It should be important to point out that there's nothing wrong with using pre-made assets on its own, as long as developers make their own original work with those assets and adjust them to match the game they're developing. This article is about the unethical use of pre-made assets and the exploitation of them.

History

Origin of the name

"Slaughtering Grounds' issues are shared by a number of games released this year. They're not so much 'developed' as they are pieced together, Frankenstein's Monster style, from bits of pre-built assets. There's no artistic or mechanical consistency to the game because it's a hodgepodge of character models, environments, and systems taken from other peoples' work, a bunch of templates that real developers are supposed to build off of, rather than sell on to the customer."

Jim Sterling to The Daily Dot

The term was coined by YouTube personality Jim Sterling during their infamous feud with Digital Homicide. They likened it to the practice of house flipping.

Background

The process of game development has been drastically facilitated with the introduction of free easy-to-use engines that anyone can use like Unity and Game Guru (and sometimes Unreal Engine, but to a lesser extent due to the complexity of the engine). Some of these engines have stores where developers can purchase pre-made assets to use in their games. The core idea behind pre-made assets is to save costs and time in details that developers may not be experienced in; the assets can be studied to learn how they work, be edited to match the art style of the game in question, be used as placeholders until the developer makes their own assets, etc. They can also be a great help for developers who aren't very good with art design and/or can't hire a designer. The engine stores even offer "starter kits", fully functional pre-alpha builds with little content that developers can use as a template to start developing an original game.
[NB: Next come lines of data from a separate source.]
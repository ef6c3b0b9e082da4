//! Dancer State Machine
//!
//! A state is either one dancer (solo) or a lead/follow pair (partner).
//! No transition edges are stored: whether a state can take a figure is
//! computed from the figure's declared type and the feet it accepts.
//!
//! ```text
//! Solo(Left)  ⇄  Solo(Right)                 via Figure::Solo
//! Partner(l, f) → Partner(l', f')            via Figure::Partner
//! ```

use serde::{Deserialize, Serialize};

use crate::sequence::{FOLLOW_INITIAL_WEIGHT, LEAD_INITIAL_WEIGHT};
use crate::step::Foot;
use crate::unit::StepUnit;
use crate::{Error, Result};

/// A single dancer's weight
#[derive(Debug, Clone, Copy, PartialEq, Eq, Hash, Serialize, Deserialize)]
pub struct SoloState {
    pub foot: Foot,
}

impl SoloState {
    pub fn new(foot: Foot) -> Self {
        Self { foot }
    }
}

/// Lead and follow weights. The two dancers are independent.
#[derive(Debug, Clone, Copy, PartialEq, Eq, Hash, Serialize, Deserialize)]
pub struct PartnerState {
    pub lead: SoloState,
    pub follow: SoloState,
}

impl PartnerState {
    pub fn new(lead: Foot, follow: Foot) -> Self {
        Self {
            lead: SoloState::new(lead),
            follow: SoloState::new(follow),
        }
    }

    /// Weights before the first beat: lead steps off with the left foot,
    /// follow with the right.
    pub fn opening() -> Self {
        Self::new(LEAD_INITIAL_WEIGHT, FOLLOW_INITIAL_WEIGHT)
    }
}

/// Whether a figure is danced alone or by a pair
#[derive(Debug, Clone, Copy, PartialEq, Eq, Hash, Serialize, Deserialize)]
#[serde(rename_all = "lowercase")]
pub enum StepType {
    Solo,
    Partner,
}

/// What the lead and the follow do on the same beat
#[derive(Debug, Clone, PartialEq, Eq, Hash, Serialize, Deserialize)]
pub struct PartnerStepUnit {
    pub lead: StepUnit,
    pub follow: StepUnit,
    #[serde(default, skip_serializing_if = "Option::is_none")]
    pub title: Option<String>,
}

impl PartnerStepUnit {
    pub fn new(lead: StepUnit, follow: StepUnit) -> Self {
        Self {
            lead,
            follow,
            title: None,
        }
    }

    pub fn with_title(mut self, title: impl Into<String>) -> Self {
        self.title = Some(title.into());
        self
    }

    pub fn accepts(&self, state: &PartnerState) -> bool {
        self.lead.valid_entry_feet().contains(&state.lead.foot)
            && self.follow.valid_entry_feet().contains(&state.follow.foot)
    }

    /// Move both dancers through their units
    pub fn apply(&self, state: PartnerState) -> Result<PartnerState> {
        Ok(PartnerState::new(
            self.lead.compute_post_state(state.lead.foot)?,
            self.follow.compute_post_state(state.follow.foot)?,
        ))
    }

    pub fn label(&self) -> String {
        match &self.title {
            Some(title) => title.clone(),
            None => format!("{} / {}", self.lead.label(), self.follow.label()),
        }
    }
}

/// A unit tagged with the shape of state it is danced from
#[derive(Debug, Clone, PartialEq, Eq, Hash, Serialize, Deserialize)]
#[serde(tag = "type", content = "unit", rename_all = "lowercase")]
pub enum Figure {
    Solo(StepUnit),
    Partner(PartnerStepUnit),
}

impl Figure {
    pub fn step_type(&self) -> StepType {
        match self {
            Self::Solo(_) => StepType::Solo,
            Self::Partner(_) => StepType::Partner,
        }
    }

    pub fn label(&self) -> String {
        match self {
            Self::Solo(unit) => unit.label(),
            Self::Partner(pair) => pair.label(),
        }
    }
}

impl From<StepUnit> for Figure {
    fn from(unit: StepUnit) -> Self {
        Self::Solo(unit)
    }
}

impl From<PartnerStepUnit> for Figure {
    fn from(pair: PartnerStepUnit) -> Self {
        Self::Partner(pair)
    }
}

/// Dancer configuration
#[derive(Debug, Clone, Copy, PartialEq, Eq, Hash, Serialize, Deserialize)]
#[serde(tag = "type", rename_all = "lowercase")]
pub enum State {
    Solo(SoloState),
    Partner(PartnerState),
}

impl State {
    pub fn solo(foot: Foot) -> Self {
        Self::Solo(SoloState::new(foot))
    }

    pub fn partner(lead: Foot, follow: Foot) -> Self {
        Self::Partner(PartnerState::new(lead, follow))
    }

    /// Both solo states
    pub fn all_solo() -> Vec<State> {
        Foot::ALL.into_iter().map(State::solo).collect()
    }

    /// All four partner states, lead foot varying slowest
    pub fn all_partner() -> Vec<State> {
        Foot::ALL
            .into_iter()
            .flat_map(|lead| {
                Foot::ALL
                    .into_iter()
                    .map(move |follow| State::partner(lead, follow))
            })
            .collect()
    }

    pub fn step_type(&self) -> StepType {
        match self {
            Self::Solo(_) => StepType::Solo,
            Self::Partner(_) => StepType::Partner,
        }
    }

    /// Weight feet present in this state (one for solo, lead then follow for partner)
    pub fn feet(&self) -> Vec<Foot> {
        match self {
            Self::Solo(solo) => vec![solo.foot],
            Self::Partner(pair) => vec![pair.lead.foot, pair.follow.foot],
        }
    }

    /// Check whether this state can take the figure: same shape, and every
    /// foot in the state is one the figure's units accept.
    pub fn can_transition_to(&self, figure: &Figure) -> bool {
        match (self, figure) {
            (Self::Solo(solo), Figure::Solo(unit)) => {
                unit.valid_entry_feet().contains(&solo.foot)
            }
            (Self::Partner(pair), Figure::Partner(units)) => units.accepts(pair),
            _ => false,
        }
    }

    /// Dance the figure from this state
    pub fn apply_transition(&self, figure: &Figure) -> Result<State> {
        if !self.can_transition_to(figure) {
            return Err(Error::InvalidTransition {
                from: self.to_string(),
                unit: figure.label(),
            });
        }

        match (self, figure) {
            (Self::Solo(solo), Figure::Solo(unit)) => {
                Ok(State::solo(unit.compute_post_state(solo.foot)?))
            }
            (Self::Partner(pair), Figure::Partner(units)) => {
                Ok(State::Partner(units.apply(*pair)?))
            }
            _ => Err(Error::InvalidTransition {
                from: self.to_string(),
                unit: figure.label(),
            }),
        }
    }
}

impl std::fmt::Display for State {
    fn fmt(&self, f: &mut std::fmt::Formatter<'_>) -> std::fmt::Result {
        match self {
            Self::Solo(solo) => write!(f, "Weight on {}", solo.foot),
            Self::Partner(pair) => {
                write!(f, "Lead: {}, Follow: {}", pair.lead.foot, pair.follow.foot)
            }
        }
    }
}

#[cfg(test)]
mod tests {
    use super::*;
    use crate::step::Step;

    fn basic() -> StepUnit {
        StepUnit::two(Step::IN_PLACE, None, Step::IN_PLACE)
    }

    #[test]
    fn test_solo_rejects_partner_figure() {
        let figure = Figure::Partner(PartnerStepUnit::new(basic(), basic()));
        for foot in Foot::ALL {
            assert!(!State::solo(foot).can_transition_to(&figure));
        }
    }

    #[test]
    fn test_partner_rejects_solo_figure() {
        let figure = Figure::Solo(basic());
        for state in State::all_partner() {
            assert!(!state.can_transition_to(&figure));
        }
    }

    #[test]
    fn test_solo_transition_flips() {
        let figure = Figure::Solo(basic());
        let next = State::solo(Foot::Left).apply_transition(&figure).unwrap();
        assert_eq!(next, State::solo(Foot::Right));
    }

    #[test]
    fn test_partner_transition_flips_both() {
        let figure = Figure::Partner(PartnerStepUnit::new(
            basic(),
            StepUnit::one(Step::FORWARD),
        ));
        let next = State::Partner(PartnerState::opening())
            .apply_transition(&figure)
            .unwrap();
        assert_eq!(next, State::partner(Foot::Left, Foot::Right));
    }

    #[test]
    fn test_invalid_transition_errors() {
        let figure = Figure::Partner(PartnerStepUnit::new(basic(), basic()));
        let result = State::solo(Foot::Left).apply_transition(&figure);
        assert!(matches!(result, Err(Error::InvalidTransition { .. })));
    }

    #[test]
    fn test_state_space() {
        assert_eq!(State::all_solo().len(), 2);
        let partners = State::all_partner();
        assert_eq!(partners.len(), 4);
        assert_eq!(partners[0], State::partner(Foot::Left, Foot::Left));
        assert_eq!(partners[3], State::partner(Foot::Right, Foot::Right));
    }

    #[test]
    fn test_opening_convention() {
        let opening = PartnerState::opening();
        assert_eq!(opening.lead.foot, Foot::Right);
        assert_eq!(opening.follow.foot, Foot::Left);
    }

    #[test]
    fn test_display() {
        assert_eq!(State::solo(Foot::Left).to_string(), "Weight on LEFT");
        assert_eq!(
            State::partner(Foot::Right, Foot::Left).to_string(),
            "Lead: RIGHT, Follow: LEFT"
        );
    }
}
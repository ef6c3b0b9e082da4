//! Sequence generation - bounded depth-first enumeration.
//!
//! Starting from a foot (or a full dancer state), every unit in the catalog
//! that the current stance accepts is tried in catalog order, and the walk
//! continues from the resulting stance until `max_depth` units have been
//! added. Every prefix is reported, not only the longest ones:
//!
//! ```text
//! catalog [a, b], depth 2:
//!   [a]  [a a]  [a b]  [b]  [b a]  [b b]
//! ```

use serde::de::DeserializeOwned;
use serde::{Deserialize, Serialize};

use crate::state::{Figure, State};
use crate::step::Foot;
use crate::unit::StepUnit;
use crate::Result;

/// Sequence length used when callers don't pick one
pub const DEFAULT_MAX_DEPTH: usize = 5;

/// Something the generator can walk: a weight configuration that accepts
/// some units and moves to a new configuration when one is danced.
pub trait Stance:
    Copy + PartialEq + std::fmt::Debug + std::fmt::Display + Serialize + DeserializeOwned
{
    type Unit: Clone + PartialEq + std::fmt::Debug + Serialize + DeserializeOwned;

    /// Whether `unit` can be danced from here
    fn accepts(&self, unit: &Self::Unit) -> bool;

    /// Stance after dancing `unit`
    fn advance(&self, unit: &Self::Unit) -> Result<Self>;
}

impl Stance for Foot {
    type Unit = StepUnit;

    fn accepts(&self, unit: &StepUnit) -> bool {
        unit.can_transition_from(*self)
    }

    fn advance(&self, unit: &StepUnit) -> Result<Self> {
        unit.compute_post_state(*self)
    }
}

impl Stance for State {
    type Unit = Figure;

    fn accepts(&self, figure: &Figure) -> bool {
        self.can_transition_to(figure)
    }

    fn advance(&self, figure: &Figure) -> Result<Self> {
        self.apply_transition(figure)
    }
}

/// One enumerated prefix with the stance it started and ended on
#[derive(Debug, Clone, PartialEq, Serialize, Deserialize)]
#[serde(bound = "")]
pub struct Sequence<S: Stance> {
    pub units: Vec<S::Unit>,
    pub start: S,
    pub end: S,
}

impl<S: Stance> Sequence<S> {
    pub fn len(&self) -> usize {
        self.units.len()
    }

    pub fn is_empty(&self) -> bool {
        self.units.is_empty()
    }
}

/// Units from the catalog that can be danced from `from`, in catalog order
pub fn compatible_next<S: Stance>(from: &S, catalog: &[S::Unit]) -> Vec<S::Unit> {
    catalog
        .iter()
        .filter(|unit| from.accepts(unit))
        .cloned()
        .collect()
}

/// Enumerate every sequence of at most `max_depth` units reachable from `start`.
pub fn generate<S: Stance>(
    start: S,
    catalog: &[S::Unit],
    max_depth: usize,
) -> Result<Vec<Sequence<S>>> {
    Generator::new(max_depth).run(start, catalog)
}

/// Bounded sequence generator
#[derive(Debug, Clone, Copy, PartialEq, Eq)]
pub struct Generator {
    max_depth: usize,
}

impl Default for Generator {
    fn default() -> Self {
        Self {
            max_depth: DEFAULT_MAX_DEPTH,
        }
    }
}

impl Generator {
    pub fn new(max_depth: usize) -> Self {
        Self { max_depth }
    }

    pub fn from_config(config: &crate::AtlasConfig) -> Self {
        Self::new(config.max_depth)
    }

    pub fn max_depth(&self) -> usize {
        self.max_depth
    }

    /// Run the enumeration.
    ///
    /// Results are in pre-order: each sequence is followed by all of its
    /// extensions before its next sibling. Any error from a unit aborts the
    /// whole run.
    pub fn run<S: Stance>(&self, start: S, catalog: &[S::Unit]) -> Result<Vec<Sequence<S>>> {
        let span = tracing::debug_span!(
            "generate",
            start = %start,
            max_depth = self.max_depth,
            catalog = catalog.len()
        );
        let _enter = span.enter();

        let mut sequences = Vec::new();
        let mut path = Vec::with_capacity(self.max_depth);
        self.walk(start, start, catalog, &mut path, &mut sequences)?;

        tracing::debug!(count = sequences.len(), "generation complete");
        Ok(sequences)
    }

    /// Extend `path` by one unit in every compatible way.
    ///
    /// A prefix is recorded as soon as it is formed, so reaching the depth
    /// limit or a stance nothing accepts just ends the branch.
    fn walk<S: Stance>(
        &self,
        start: S,
        current: S,
        catalog: &[S::Unit],
        path: &mut Vec<S::Unit>,
        sequences: &mut Vec<Sequence<S>>,
    ) -> Result<()> {
        if path.len() >= self.max_depth {
            return Ok(());
        }

        for unit in catalog.iter().filter(|unit| current.accepts(unit)) {
            let next = current.advance(unit)?;
            path.push(unit.clone());
            sequences.push(Sequence {
                units: path.clone(),
                start,
                end: next,
            });
            self.walk(start, next, catalog, path, sequences)?;
            path.pop();
        }

        Ok(())
    }
}

#[cfg(test)]
mod tests {
    use super::*;
    use crate::state::PartnerStepUnit;
    use crate::step::Step;
    use crate::Error;

    fn in_place() -> StepUnit {
        StepUnit::one(Step::IN_PLACE)
    }

    fn mixed_catalog() -> Vec<StepUnit> {
        vec![
            StepUnit::one(Step::IN_PLACE),
            StepUnit::two(Step::FORWARD, None, Step::FORWARD),
            StepUnit::three(Step::FORWARD, None, Step::BACKWARD),
        ]
    }

    #[test]
    fn test_empty_catalog() {
        for foot in Foot::ALL {
            for depth in 0..4 {
                assert!(generate(foot, &[], depth).unwrap().is_empty());
            }
        }
    }

    #[test]
    fn test_zero_depth() {
        assert!(generate(Foot::Left, &mixed_catalog(), 0).unwrap().is_empty());
    }

    #[test]
    fn test_single_unit_depth_two() {
        let unit = in_place();
        let result = generate(Foot::Left, &[unit.clone()], 2).unwrap();

        assert_eq!(result.len(), 2);
        assert_eq!(result[0].units, vec![unit.clone()]);
        assert_eq!(result[0].end, Foot::Right);
        assert_eq!(result[1].units, vec![unit.clone(), unit]);
        assert_eq!(result[1].end, Foot::Left);
    }

    #[test]
    fn test_in_place_depth_three() {
        let result = generate(Foot::Left, &[in_place()], 3).unwrap();

        let summary: Vec<(usize, Foot)> = result.iter().map(|s| (s.len(), s.end)).collect();
        assert_eq!(
            summary,
            vec![(1, Foot::Right), (2, Foot::Left), (3, Foot::Right)]
        );
        assert!(result.iter().all(|s| s.start == Foot::Left));
    }

    #[test]
    fn test_mixed_catalog_depth_one() {
        let catalog = mixed_catalog();
        let result = generate(Foot::Left, &catalog, 1).unwrap();

        assert_eq!(result.len(), 3);
        for (sequence, unit) in result.iter().zip(&catalog) {
            assert_eq!(sequence.units, vec![unit.clone()]);
            assert_eq!(sequence.end, Foot::Right);
        }
    }

    #[test]
    fn test_bounded_length_and_count() {
        let catalog = mixed_catalog();
        let depth = 3;
        let result = generate(Foot::Right, &catalog, depth).unwrap();

        assert!(result.iter().all(|s| !s.is_empty() && s.len() <= depth));
        // 3 + 9 + 27 prefixes
        assert_eq!(result.len(), 39);
    }

    #[test]
    fn test_pre_order() {
        let a = StepUnit::one(Step::FORWARD);
        let b = StepUnit::one(Step::BACKWARD);
        let result = generate(Foot::Left, &[a.clone(), b.clone()], 2).unwrap();

        let orders: Vec<Vec<StepUnit>> = result.into_iter().map(|s| s.units).collect();
        assert_eq!(
            orders,
            vec![
                vec![a.clone()],
                vec![a.clone(), a.clone()],
                vec![a.clone(), b.clone()],
                vec![b.clone()],
                vec![b.clone(), a.clone()],
                vec![b.clone(), b],
            ]
        );
    }

    #[test]
    fn test_end_foot_matches_parity() {
        for sequence in generate(Foot::Left, &mixed_catalog(), 4).unwrap() {
            let expected = if sequence.len() % 2 == 1 {
                Foot::Right
            } else {
                Foot::Left
            };
            assert_eq!(sequence.end, expected);
        }
    }

    #[test]
    fn test_deterministic() {
        let catalog = mixed_catalog();
        let first = generate(Foot::Left, &catalog, 3).unwrap();
        let second = generate(Foot::Left, &catalog, 3).unwrap();
        assert_eq!(first, second);
    }

    #[test]
    fn test_state_generation_filters_by_shape() {
        let basic = StepUnit::two(Step::IN_PLACE, None, Step::IN_PLACE);
        let catalog = vec![
            Figure::Solo(basic.clone()),
            Figure::Partner(PartnerStepUnit::new(basic.clone(), basic)),
        ];

        let solo = generate(State::solo(Foot::Left), &catalog, 2).unwrap();
        assert_eq!(solo.len(), 2);
        assert!(solo
            .iter()
            .all(|s| s.units.iter().all(|f| matches!(f, Figure::Solo(_)))));

        let partner = generate(State::partner(Foot::Right, Foot::Left), &catalog, 1).unwrap();
        assert_eq!(partner.len(), 1);
        assert_eq!(partner[0].end, State::partner(Foot::Left, Foot::Right));
    }

    #[test]
    fn test_compatible_next() {
        let basic = StepUnit::two(Step::IN_PLACE, None, Step::IN_PLACE);
        let catalog = vec![
            Figure::Partner(PartnerStepUnit::new(basic.clone(), basic.clone())),
            Figure::Solo(basic.clone()),
        ];
        let next = compatible_next(&State::solo(Foot::Right), &catalog);
        assert_eq!(next, vec![Figure::Solo(basic)]);

        assert_eq!(compatible_next(&Foot::Left, &mixed_catalog()).len(), 3);
    }

    /// Stance whose unit `0` is broken
    #[derive(Debug, Clone, Copy, PartialEq, Serialize, Deserialize)]
    struct Counter(u8);

    impl std::fmt::Display for Counter {
        fn fmt(&self, f: &mut std::fmt::Formatter<'_>) -> std::fmt::Result {
            write!(f, "{}", self.0)
        }
    }

    impl Stance for Counter {
        type Unit = u8;

        fn accepts(&self, _unit: &u8) -> bool {
            true
        }

        fn advance(&self, unit: &u8) -> Result<Self> {
            if *unit == 0 {
                return Err(Error::InvariantViolation {
                    start: Foot::Left,
                    end: Foot::Left,
                });
            }
            Ok(Counter(self.0 + unit))
        }
    }

    #[test]
    fn test_error_aborts_generation() {
        let result = generate(Counter(0), &[1, 0], 3);
        assert!(matches!(result, Err(Error::InvariantViolation { .. })));

        let ok = generate(Counter(0), &[1, 2], 2).unwrap();
        assert_eq!(ok.len(), 6);
        assert_eq!(ok[1].end, Counter(2));
    }
}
Unfortunately, it is also possible to make a game out of nothing but pre-made assets. Doing so is as easy as purchasing the assets and tossing them into the game engine with some basic coding that can also be found on the internet. As a matter of fact, pre-made asset piracy is notoriously easy so there's no guarantee that asset flippers are paying for them.

Pre-made assets usually only have very basic coding and AI because developers are supposed to use them as a helping tool, not make the whole game with them. Games built like this tend to be barely functional, full of glitches, lack content, are short in length, have barely any AI for enemies, lack any art consistency, and overall are just bad games due to having little original work. Because asset flipping takes so little effort and time, it is easy to quickly produce large amounts of shovelware this way. Sometimes asset flipping is as simple as buying a starter kit alpha-build and changing its title without doing any work whatsoever.

This practice is heavily frowned upon because it results in low-quality games, and is considered very lazy since developing a high-quality game takes months to years of hard work. Steam Greenlight and Steam Direct make it far too easy for anyone to put a game for sale on Steam, because of this people can put quickly made asset flips on the store to make a quick buck. Genuine game developers also tend to get angered at asset flips because they can cost just as much as the games those real developers made.

The main method asset flips make a profit is via Steam trading cards. By selling the game for dirt cheap, the users can sell the trading cards and make their money back, then the developer gets a cut of the profit from the cards. People can abuse this loophole by producing tons of asset flips and putting trading cards in all of them. Some even rely on using bot users to farm the cards en masse.

In recent years, the amount of "game developers" and outright scammers that use asset flipping to spam games into Greenlight has increased drastically. One particularly infamous example being Digital Homicide. As a result, Steam has become clogged with massive amounts of shovelware that overshadow real games, and because asset flip games tend to be really low-quality, the practice has also made authentic indie developers look bad.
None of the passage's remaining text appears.